(RECORDS SUPPLIED begins)

//! autocommit core - run logic with no git or filesystem dependencies
//!
//! This crate holds the domain types, the ports (interfaces) a run talks to,
//! and the orchestration that drives one run from checkout to push. Git and
//! clock access are provided by adapters in the application crate.

pub mod app;
pub mod domain;
pub mod error;
pub mod ports;

// Re-exports for ergonomics
pub use app::*;
pub use domain::*;
pub use error::*;
pub mod git;
pub mod time;

// Re-exports
pub use git::*;
pub use time::*;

(RECORDS SUPPLIED ends)

## [TASK TO CARRY OUT]
Here the goal is to repeat each entry exactly.

## [COMPLETED EXERCISE]
//! autocommit core - run logic with no git or filesystem dependencies
//!
//! This crate holds the domain types, the ports (interfaces) a run talks to,
//! and the orchestration that drives one run from checkout to push. Git and
//! clock access are provided by adapters in the application crate.

pub mod app;
pub mod domain;
pub mod error;
pub mod ports;

// Re-exports for ergonomics
pub use app::*;
pub use domain::*;
pub use error::*;
pub mod git;
pub mod time;

// Re-exports
pub use git::*;
pub use time::*;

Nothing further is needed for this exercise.